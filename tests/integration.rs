//! End-to-end integration tests for the stress test manager
//!
//! These tests lay out a test directory in a temp dir and run it through
//! `mock_remote`, a remote shell that ignores the host and runs the
//! command locally:
//! 1. through the library, inspecting run reports and the registry
//! 2. through the `stresstest` binary, inspecting its output

#![cfg(unix)]

use std::fs;
use std::os::unix::fs::PermissionsExt;
use std::path::{Path, PathBuf};
use std::process::Command;
use std::time::{Duration, Instant};

use stresstest::common::config::Config;
use stresstest::launch::LaunchOutput;
use stresstest::{Cascade, ClientOutcome, Error, ErrorClass, Orchestrator, RunReport, TestPlan};

/// Test context with paths and cleanup
struct TestContext {
    /// Kept alive for the duration of the test
    _temp: tempfile::TempDir,
    /// Script directory (stressTestDefault.env lives here)
    script_dir: PathBuf,
    /// The test directory
    test_root: PathBuf,
    /// Empty engine config file, isolating tests from the user's config
    config_file: PathBuf,
}

impl TestContext {
    fn new() -> Self {
        let temp = tempfile::tempdir().expect("Failed to create temp dir");
        let script_dir = temp.path().join("scripts");
        let test_root = temp.path().join("tests").join("gwTest");
        fs::create_dir_all(&script_dir).expect("Failed to create script dir");
        fs::create_dir_all(&test_root).expect("Failed to create test dir");
        let config_file = temp.path().join("config.toml");
        fs::write(&config_file, "").expect("Failed to write config");

        Self {
            _temp: temp,
            script_dir,
            test_root,
            config_file,
        }
    }

    /// Write `<test_root>/<name>` with `content`
    fn write(&self, name: &str, content: &str) -> PathBuf {
        let path = self.test_root.join(name);
        if let Some(dir) = path.parent() {
            fs::create_dir_all(dir).expect("Failed to create dir");
        }
        fs::write(&path, content).expect("Failed to write file");
        path
    }

    fn plan(&self) -> TestPlan {
        TestPlan::load(&Cascade::new(&self.script_dir, &self.test_root)).expect("Failed to load plan")
    }

    fn orchestrator(&self) -> Orchestrator {
        let mut config = Config::default();
        config.timeouts.drain_poll_ms = 100;
        Orchestrator::new(&config, vec![mock_remote()])
    }

    /// Run the stresstest binary
    fn run_cli(&self, args: &[&str], log: Option<&Path>) -> CliOutput {
        let mut cmd = Command::new(env!("CARGO_BIN_EXE_stresstest"));
        cmd.arg("--config")
            .arg(&self.config_file)
            .arg("--script-dir")
            .arg(&self.script_dir)
            .arg("--remote-shell")
            .arg(mock_remote())
            .args(args)
            .env_remove("RUST_LOG");
        if let Some(log) = log {
            cmd.env("MOCK_REMOTE_LOG", log);
        }
        let output = cmd.output().expect("Failed to run stresstest");

        CliOutput {
            stdout: String::from_utf8_lossy(&output.stdout).to_string(),
            stderr: String::from_utf8_lossy(&output.stderr).to_string(),
            success: output.status.success(),
        }
    }
}

struct CliOutput {
    stdout: String,
    stderr: String,
    success: bool,
}

fn mock_remote() -> String {
    env!("CARGO_BIN_EXE_mock_remote").to_string()
}

fn outcome<'a>(report: &'a RunReport, name: &str) -> &'a stresstest::Result<LaunchOutput> {
    &report
        .outcomes
        .iter()
        .find(|o| o.name == name)
        .expect("participant reported")
        .result
}

fn root_arg(ctx: &TestContext) -> String {
    ctx.test_root.display().to_string()
}

#[tokio::test]
async fn test_run_end_to_end() {
    let ctx = TestContext::new();
    ctx.write("test.env", "TEST_HOST=node1\nTEST_N_CLIENTS=2\n");
    ctx.write(
        "pvServer.env",
        "TEST_LAUNCHER=\"echo serving $TEST_NAME\"\nTEST_PV_PREFIX=GW:\nTEST_N_COUNTERS=4\n",
    );
    ctx.write("clientB.env", "TEST_LAUNCHER=\"echo $CLIENT_NAME on $TEST_HOST\"\n");

    let mut orch = ctx.orchestrator();
    let mut order = Vec::new();
    let report = orch
        .run_test(ctx.plan(), &mut |o: &ClientOutcome| order.push(o.name.clone()))
        .await
        .unwrap();

    assert_eq!(report.outcomes.len(), 2);
    assert_eq!(report.succeeded(), 2);
    order.sort();
    assert_eq!(order, ["clientB", "pvServer"]);

    let server = report.outcomes.iter().find(|o| o.name == "pvServer").unwrap();
    let out = server.result.as_ref().unwrap();
    assert_eq!(out.output, "serving gwTest\n");
    assert_eq!(out.host, "node1");
    assert_eq!(out.exit_code, Some(0));
    let client = report.outcomes.iter().find(|o| o.name == "clientB").unwrap();
    assert_eq!(client.result.as_ref().unwrap().output, "clientB on node1\n");

    // Registry is empty after teardown
    assert_eq!(orch.registry().process_count(), 0);
    assert!(report.teardown.is_clean());

    // Four items striped over two instances of clientB
    let list0 = fs::read_to_string(ctx.test_root.join("node1/clients/clientB00/pvs.list")).unwrap();
    let list1 = fs::read_to_string(ctx.test_root.join("node1/clients/clientB01/pvs.list")).unwrap();
    assert_eq!(list0, "GW:00:Count00\nGW:00:Count02\n");
    assert_eq!(list1, "GW:00:Count01\nGW:00:Count03\n");
    assert!(ctx.test_root.join("testConfig.json").exists());
}

#[tokio::test]
async fn test_duration_terminates_long_session() {
    let ctx = TestContext::new();
    ctx.write("clientB.env", "TEST_HOST=node1\nTEST_LAUNCHER=\"sleep 30\"\nTEST_DURATION=0.3\n");

    let started = Instant::now();
    let report = ctx
        .orchestrator()
        .run_test(ctx.plan(), &mut |_: &ClientOutcome| {})
        .await
        .unwrap();
    assert!(started.elapsed() < Duration::from_secs(10));

    let out = report.outcomes[0].result.as_ref().unwrap();
    assert!(out.terminated);
    assert_eq!(out.exit_code, None);
}

#[tokio::test]
async fn test_abort_stops_everything() {
    let ctx = TestContext::new();
    ctx.write("test.env", "TEST_HOST=node1\n");
    ctx.write("aServer.env", "TEST_LAUNCHER=\"sleep 30\"\n");
    ctx.write("clientB.env", "TEST_LAUNCHER=\"sleep 30\"\n");
    ctx.write("clientC.env", "TEST_LAUNCHER=\"echo late\"\nTEST_START_DELAY=60\n");

    let mut orch = ctx.orchestrator();
    let control = orch.control();
    let registry = orch.registry().clone();
    tokio::spawn(async move {
        while registry.live_count() < 2 {
            tokio::time::sleep(Duration::from_millis(20)).await;
        }
        control.abort("operator interrupt");
        // A second request during teardown is ignored
        control.abort("operator interrupt");
    });

    let started = Instant::now();
    let report = orch.run_test(ctx.plan(), &mut |_: &ClientOutcome| {}).await.unwrap();
    assert!(started.elapsed() < Duration::from_secs(15));

    assert_eq!(report.aborted.as_deref(), Some("operator interrupt"));
    let mut killed = report.teardown.killed.clone();
    killed.sort();
    assert_eq!(killed, ["aServer", "clientB"]);
    assert_eq!(report.teardown.cancelled, ["clientC"]);
    assert_eq!(report.outcomes.len(), 3);
    assert_eq!(orch.registry().process_count(), 0);

    // Teardown does not run again
    assert!(orch.shutdown(&mut |_: &ClientOutcome| {}).await.skipped);
}

#[tokio::test]
async fn test_bad_participants_do_not_stop_siblings() {
    let ctx = TestContext::new();
    ctx.write("test.env", "TEST_LAUNCHER=\"echo ok\"\n");
    ctx.write("clientA.env", "TEST_HOST=node1\n");
    ctx.write("clientB.env", "\n");
    ctx.write("clientC.env", "TEST_HOST=node1\nTEST_LAUNCHER=\"run $UNDEFINED_DIR/x\"\n");
    ctx.write("clientD.env", "TEST_HOST=node1\nTEST_DURATION=later\n");

    let report = ctx
        .orchestrator()
        .run_test(ctx.plan(), &mut |_: &ClientOutcome| {})
        .await
        .unwrap();
    assert_eq!(report.outcomes.len(), 4);

    let result = |name: &str| outcome(&report, name);
    assert_eq!(result("clientA").as_ref().unwrap().output, "ok\n");
    assert!(matches!(result("clientB"), Err(Error::MissingHost { .. })));
    assert!(matches!(result("clientC"), Err(Error::UnexpandedMacros { .. })));
    assert!(matches!(result("clientD"), Err(Error::InvalidNumber { .. })));
    for name in ["clientB", "clientC", "clientD"] {
        let err = result(name).as_ref().unwrap_err();
        assert_eq!(err.class(), ErrorClass::Configuration);
    }
}

#[tokio::test]
async fn test_kill_markers_run_at_teardown() {
    let ctx = TestContext::new();
    let witness = ctx.test_root.join("killed");
    let marker = ctx.write(
        "node7/gateway.killer",
        &format!("#!/bin/sh\necho done > {}\n", witness.display()),
    );
    fs::set_permissions(&marker, fs::Permissions::from_mode(0o755)).unwrap();
    ctx.write("clientB.env", "TEST_HOST=node1\nTEST_LAUNCHER=\"true\"\n");

    let report = ctx
        .orchestrator()
        .run_test(ctx.plan(), &mut |_: &ClientOutcome| {})
        .await
        .unwrap();
    assert_eq!(report.teardown.remote_kills, 1);
    assert_eq!(fs::read_to_string(&witness).unwrap(), "done\n");
}

#[test]
fn test_cli_run_reports_each_participant() {
    let ctx = TestContext::new();
    ctx.write("test.env", "TEST_HOST=node1\n");
    ctx.write("aServer.env", "TEST_LAUNCHER=\"echo up\"\n");
    ctx.write("clientB.env", "TEST_HOST=node2\nTEST_LAUNCHER=\"echo hi\"\n");
    ctx.write("clientC.env", "TEST_HOST=\n");
    let log = ctx.test_root.join("remote.log");

    let output = ctx.run_cli(&["run", "--test-dir", &root_arg(&ctx)], Some(&log));
    assert!(
        output.success,
        "run failed:\nstdout: {}\nstderr: {}",
        output.stdout, output.stderr
    );
    assert!(output.stdout.contains("aServer"));
    assert!(output.stdout.contains("clientB"));
    assert!(output.stdout.contains("TEST_HOST not specified"));
    assert!(output.stdout.contains("2 succeeded, 1 failed"));

    let mut calls: Vec<String> = fs::read_to_string(&log)
        .unwrap()
        .lines()
        .map(str::to_string)
        .collect();
    calls.sort();
    assert_eq!(calls, ["node1 echo up", "node2 echo hi"]);
}

#[test]
fn test_cli_missing_test_dir_is_fatal() {
    let ctx = TestContext::new();
    let missing = ctx.test_root.join("nope").display().to_string();
    let output = ctx.run_cli(&["run", "-t", &missing], None);
    assert!(!output.success);
    assert!(output.stderr.contains("Test directory not found"));
}

#[test]
fn test_cli_show() {
    let ctx = TestContext::new();
    fs::write(ctx.script_dir.join("stressTestDefault.env"), "TEST_DURATION=120\n").unwrap();
    ctx.write("test.env", "TEST_HOST=node1\n");
    ctx.write("clientB.env", "TEST_LAUNCHER=\"$SCRIPTDIR/run.sh $CLIENT_NAME\"\n");

    let output = ctx.run_cli(&["show", "-t", &root_arg(&ctx), "clientB"], None);
    assert!(output.success, "stderr: {}", output.stderr);
    assert!(output.stdout.contains("TEST_HOST=node1"));
    assert!(output.stdout.contains("TEST_DURATION=120"));
    assert!(output
        .stdout
        .contains(&format!("{}/run.sh clientB", ctx.script_dir.display())));

    let output = ctx.run_cli(&["show", "-t", &root_arg(&ctx), "clientZ"], None);
    assert!(!output.success);
    assert!(output.stderr.contains("Unknown participant"));
}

• [Task brief]:
Set down, word for word, each line from the top of the records above through the line with "use std::fs;".

• [Problem solution]:
filename tests/integration.rs
//! End-to-end integration tests for the stress test manager
//!
//! These tests lay out a test directory in a temp dir and run it through
//! `mock_remote`, a remote shell that ignores the host and runs the
//! command locally:
//! 1. through the library, inspecting run reports and the registry
//! 2. through the `stresstest` binary, inspecting its output

#![cfg(unix)]

use std::fs;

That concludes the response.